There are certainly countless benefits of teaching in another country: It’s beneficial for both the teacher and the student to be exposed to different cultures, so as to view their own with a more critical eye.  There is also immeasurable gain from exposing yourself to new and worldly concepts, thereby bettering your own ideas.  The list could go on, quite monotonously, but to keep things brief I’ll just say this: I do say the benefits of teaching in a different culture, at least short term.  The barriers involved in such, however, often convince me that teaching in another culture provides a good deal of conflicts.

Today during lunch a learner got sick (or “fell ill” as they call it here).  Her friend told me, and I immediately told Ms. Bopi.  Something as straightforward as dealing with a student with a stomach ache was simply too complex for me to handle in a foreign country.  I thought about what I would have done if I “fell ill” back when I was in high school.   The teacher would write me a pass, send me to the nurse, where she might take my temperature or have me lay down on some sort of bed.  From there she would call my mom.  If she was home, she’d drive to the school and bring me home.  If she was at work, she would leave work and bring me home.  She’d probably make me some tea or soup, and I’d lie down on the couch and order a movie to watch. 

These thoughts, nonetheless, were useless in this situation.  Thandokhulu has no school nurse.  There are certainly no thermometers or beds and I would be surprised to be able to even get a hold of a Band-Aid.  The sick girl in question was most likely from Khayelitsha, which is about an hour long train or bus ride away.  Both her parents, if she lived with them, most definitely worked, and there was no way they would be able to leave and travel all the way to Thandokhulu even if they did have a car.  Which they almost certainly didn’t. 

The girl sat at her desk with her head on her hands, her eyes glazed and puffy, as Ms. Bopi made her away across the crowded classroom to her side.  I watched her joke in Xhosa with her and a group of her surrounding friends, forcing a feeble smile from the girl and a round of laughter from her friends.  She quickly gave some directions, apparently asking her friend to pick up her backpack and follow the girl out of the classroom.  I’m not sure what I felt, but I think it bordered on jealousy.  I was jealous that I didn’t know what to do with the girl, that I couldn’t speak to her like Ms. Bopi did.  There was just no way to relate, and I was frustrated. 

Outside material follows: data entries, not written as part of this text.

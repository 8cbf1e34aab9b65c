//! Ride lifecycle state machine.
//!
//! ```text
//! offered → consented → enroute → ontrip → completed
//! offered → expired
//! ```
//!
//! The [`RideLifecycleReducer`] is a pure function over a loaded [`Ride`]:
//! it checks the actor, the deadline and the current status, mutates the ride
//! and returns the [`RideEvent`]s describing what changed. An empty event list
//! means the ride was already where the action wanted it, and nothing is
//! written. Persisting the result is the engine's job.
//!
//! [`Ride`]: ride_dispatch_core::ride::Ride

pub mod actions;
pub mod environment;
pub mod reducer;
#[cfg(test)]
mod tests;
pub mod types;

pub use actions::RideAction;
pub use environment::{LifecycleEnvironment, ProductionLifecycleEnvironment};
pub use reducer::RideLifecycleReducer;
pub use types::RideEvent;
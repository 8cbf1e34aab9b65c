//! Identity extraction.
//!
//! The identity provider sits in front of this service and forwards the
//! authenticated principal as trusted headers:
//!
//! - `x-user-id`: the user's UUID
//! - `x-user-roles`: comma-separated role names (`rider,driver`)

use crate::server::error::AppError;
use axum::{async_trait, extract::FromRequestParts, http::request::Parts};
use ride_dispatch_core::identity::{Actor, RoleSet, UserId};
use uuid::Uuid;

/// Header carrying the authenticated user id.
pub const USER_ID_HEADER: &str = "x-user-id";

/// Header carrying the authenticated user's roles.
pub const USER_ROLES_HEADER: &str = "x-user-roles";

/// Authenticated caller. Use as a handler parameter to require identity.
#[derive(Debug, Clone, PartialEq, Eq)]
pub struct Identity(pub Actor);

impl Identity {
    /// The caller as an engine actor.
    #[must_use]
    pub const fn actor(&self) -> &Actor {
        &self.0
    }

    /// The caller's user id.
    #[must_use]
    pub const fn user_id(&self) -> UserId {
        self.0.user_id
    }
}

#[async_trait]
impl<S> FromRequestParts<S> for Identity
where
    S: Send + Sync,
{
    type Rejection = AppError;

    async fn from_request_parts(parts: &mut Parts, _state: &S) -> Result<Self, Self::Rejection> {
        let raw_id = parts
            .headers
            .get(USER_ID_HEADER)
            .and_then(|value| value.to_str().ok())
            .ok_or_else(|| AppError::unauthorized("Missing user identity"))?;

        let user_id = Uuid::parse_str(raw_id.trim())
            .map(UserId::from_uuid)
            .map_err(|_| AppError::unauthorized("Invalid user identity"))?;

        let roles = match parts.headers.get(USER_ROLES_HEADER) {
            Some(value) => {
                let list = value
                    .to_str()
                    .map_err(|_| AppError::unauthorized("Invalid role list"))?;
                RoleSet::parse_list(list)
                    .map_err(|e| AppError::unauthorized(format!("Invalid role list: {e}")))?
            }
            None => RoleSet::new(),
        };

        Ok(Self(Actor { user_id, roles }))
    }
}
//! Storage faults surface as `Unavailable`, never as "no driver".

#![allow(clippy::unwrap_used, clippy::expect_used)] // Test code can use unwrap/expect

mod common;

use common::{World, tel_aviv};
use ride_dispatch::AssignOutcome;
use ride_dispatch_core::error::DispatchError;
use ride_dispatch_core::identity::{Actor, UserId};
use ride_dispatch_core::store::RideStore;
use ride_dispatch_testing::{FaultyRideStore, InMemoryRideStore};
use std::sync::Arc;

fn faulty_world() -> (World, Arc<FaultyRideStore>) {
    let rides = Arc::new(InMemoryRideStore::new());
    let faulty = Arc::new(FaultyRideStore::new(
        Arc::clone(&rides) as Arc<dyn RideStore>
    ));
    let world = World::with_ride_store(Arc::clone(&faulty) as Arc<dyn RideStore>, rides);
    (world, faulty)
}

async fn request(world: &World) -> Result<AssignOutcome, DispatchError> {
    world
        .engine
        .request_ride(&Actor::rider(UserId::new()), tel_aviv(), None, None)
        .await
}

#[tokio::test]
async fn outage_during_search_is_unavailable() {
    let (world, faulty) = faulty_world();
    world.live_driver(tel_aviv()).await;
    faulty.set_outage(true);

    let err = request(&world).await.unwrap_err();

    assert!(matches!(err, DispatchError::Unavailable(_)), "got {err:?}");
    assert_eq!(faulty.insert_attempts(), 0);
}

#[tokio::test]
async fn single_bind_fault_moves_on_to_next_candidate() {
    let (world, faulty) = faulty_world();
    world.live_driver(tel_aviv()).await;
    world.live_driver(tel_aviv()).await;
    faulty.fail_next_inserts(1);

    let outcome = request(&world).await.unwrap();

    assert!(matches!(outcome, AssignOutcome::Assigned(_)));
    assert_eq!(faulty.insert_attempts(), 2);
}

#[tokio::test]
async fn fault_on_only_candidate_is_not_reported_as_busy() {
    let (world, faulty) = faulty_world();
    world.live_driver(tel_aviv()).await;
    faulty.fail_next_inserts(1);

    let err = request(&world).await.unwrap_err();

    assert!(matches!(err, DispatchError::Unavailable(_)), "got {err:?}");
}

#[tokio::test]
async fn fault_budget_stops_the_attempt() {
    let (world, faulty) = faulty_world();
    for _ in 0..5 {
        world.live_driver(tel_aviv()).await;
    }
    faulty.fail_next_inserts(5);

    let err = request(&world).await.unwrap_err();

    assert!(matches!(err, DispatchError::Unavailable(_)), "got {err:?}");
    assert_eq!(faulty.insert_attempts(), 3);
    assert!(world.rides.all().is_empty());
}

#[tokio::test]
async fn transition_during_outage_is_unavailable() {
    let (world, faulty) = faulty_world();
    let driver = world.live_driver(tel_aviv()).await;
    let (_, ride) = world.offer(tel_aviv()).await;
    faulty.set_outage(true);

    let err = world.engine.accept(&driver, ride.id).await.unwrap_err();

    assert!(err.is_retryable(), "got {err:?}");
}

I have learned there are some things I can do here, and there are some things I simply can’t.  I can run a book drive and provide the students with reading and leaning materials they may have never gotten, I can be enthusiastic to learn about them, thereby boosting their own self-esteem.  I can think they are funny, and smart, and amazing in every way, and they can think the same thing about me.  But there are just some things I will never be able to do.  I will never be able to relate to them like their parents, their teachers, and their friends.  I will always be an American.  The best I can do is come to terms with this, and from there do what I can with my own capabilities.